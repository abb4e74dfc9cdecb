//! Console host: runs the built-in demo program on stdin/stdout.

mod demo;

use anyhow::Result;
use dualspace_core::{
    disassemble_rom, LogTraceSink, MachineConfig, MachineState, Scheduler, StdConsole,
    SystemClock,
};

fn main() -> Result<()> {
    let _logger = flexi_logger::Logger::try_with_env_or_str("info")?.start()?;

    let program = demo::program()?;
    for row in disassemble_rom(&program, 0, demo::PROGRAM_LEN) {
        log::debug!("{row}");
    }

    let config = MachineConfig::default();
    let mut state = MachineState::new(program);
    let mut console = StdConsole::stdio();
    let mut clock = SystemClock::default();
    let mut scheduler = Scheduler::new(&config, &clock);

    log::info!(
        "running at one instruction per {:?}",
        config.cycle_duration
    );
    let outcome = scheduler.run(
        &mut state,
        &mut console,
        &mut LogTraceSink,
        &config,
        &mut clock,
    );
    log::info!(
        "halted after {} instructions: {:?}",
        outcome.steps,
        outcome.final_step
    );
    Ok(())
}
# # #
### Exercise instructions
Transcribe nothing except the lines from the one with "fn main() ->" through the end of the data above, each exactly as it appears.

### Written answer
fn main() -> Result<()> {
    let _logger = flexi_logger::Logger::try_with_env_or_str("info")?.start()?;

    let program = demo::program()?;
    for row in disassemble_rom(&program, 0, demo::PROGRAM_LEN) {
        log::debug!("{row}");
    }

    let config = MachineConfig::default();
    let mut state = MachineState::new(program);
    let mut console = StdConsole::stdio();
    let mut clock = SystemClock::default();
    let mut scheduler = Scheduler::new(&config, &clock);

    log::info!(
        "running at one instruction per {:?}",
        config.cycle_duration
    );
    let outcome = scheduler.run(
        &mut state,
        &mut console,
        &mut LogTraceSink,
        &config,
        &mut clock,
    );
    log::info!(
        "halted after {} instructions: {:?}",
        outcome.steps,
        outcome.final_step
    );
    Ok(())
}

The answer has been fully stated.